Iran Times

Court says ex-mayor must die

August 9, 2019

VERDICT — Former Tehran Mayor Mohammad-Ali Najafi stands in court during his trial.
VERDICT — Former Tehran Mayor Mohammad-Ali Najafi stands in court during his trial.

Former Tehran Mayor Mohammad-Ali has been found guilty and sentenced to hang for murdering his wife.

Judiciary spokesman Gholam-Hossain Esmaili said July 30 that Najafi was convicted of “premeditated murder,” although the former mayor had insisted he did not take a handgun to his wife’s apartment with the intent of killing her, but only planning to frighten her.

The court clearly did not accept his explanation.

A prominent Reformist politician who held major government posts under Presidents Rafsanjani, Khatami and Rohani, Najafi is a member of the Servants of Construction Party, which was founded in the 1990s to support the policies of then-President Rafsanjani and is now viewed as the most moderate wing of the Reformist movement.

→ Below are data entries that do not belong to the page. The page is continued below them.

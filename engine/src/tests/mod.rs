pub(crate) mod test_suite;
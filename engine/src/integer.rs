use std::ops::{Add, Mul, Sub};

/// Integer arithmetic available inside a circuit body.
///
/// Comparisons return an indicator of the same type (`1` or `0`) instead of a
/// host `bool`, so selection has to be written arithmetically, e.g.
/// `acc + c * (x - acc)`. Every call contributes to the evaluated circuit
/// regardless of the values involved.
pub trait Integer: Clone + Add<Output = Self> + Sub<Output = Self> + Mul<Output = Self> {
    /// The constant `value`, living in the same circuit as `self`.
    fn constant_like(&self, value: i64) -> Self;

    /// `1` if `self > rhs`, else `0`.
    fn is_gt(&self, rhs: &Self) -> Self;

    /// `1` if `self >= rhs`, else `0`.
    fn is_ge(&self, rhs: &Self) -> Self;

    /// `1` if `self < rhs`, else `0`.
    fn is_lt(&self, rhs: &Self) -> Self;
}

impl Integer for i64 {
    #[inline]
    fn constant_like(&self, value: i64) -> Self {
        value
    }

    #[inline]
    fn is_gt(&self, rhs: &Self) -> Self {
        (self > rhs) as i64
    }

    #[inline]
    fn is_ge(&self, rhs: &Self) -> Self {
        (self >= rhs) as i64
    }

    #[inline]
    fn is_lt(&self, rhs: &Self) -> Self {
        (self < rhs) as i64
    }
}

Najafi was found guilty of shooting dead his second wife, Mitra Ostad, at her apartment in the capital May 28.

According to Iranian media reports, her body was found in a bathtub after Najafi, 67, turned himself in and confessed to killing her.  She had been shot twice, once in the chest and once in the arm.  Other bullets were found in the walls.

“The charge sheet included premeditated murder, battery and possession of an illegal firearm,” Esmaili said, quoted by the Judiciary’s official Mizan news agency.

“The court has established premeditated murder and passed the execution sentence,” he said.

Najafi was acquitted of the battery charge, but received a two-year jail sentence for possessing an illegal firearm, the spokesman said.

Najafi’s lawyer said he would appeal the sentence.

Ostad’s family, as is its right, had demanded that the Islamic law of qasas (retribution) to be applied—the “eye-for-an-eye” philosophy of punishment that would see the death penalty carried out in this instance.

Najafi’s trial received detailed coverage in state media where scandals related to politicians rarely appear on television.

A graduate of the Massachusetts Institute of Technology (MIT) in mathematics, Najafi was elected Tehran’s mayor in August 2017, but resigned the following April after facing criticism from conservatives for attending a dance performed by schoolgirls.  He said he was resigning for health reasons.

Najafi married Ostad without divorcing his first wife, unusual in the upper crust of Iranian society where polygamy is legal but socially frowned upon.

Some of Iran’s ultra-conservatives said the case showed the “moral bankruptcy” of Reformists, while Reformists accused the conservative-dominated state television of bias in its coverage and highlighting the case for political ends.

At the same time as the announcement on Najafi, the spokesman said Mohammad-Hadi Razavi, son-in-law of Labor Minister Mohammad Shariatmadari, had been found guilty by one of the new corruption courts of embezzling 2.11 trillion rials ($18 million) from banks.  He was sentenced to 20 years in prison and 74 lashes.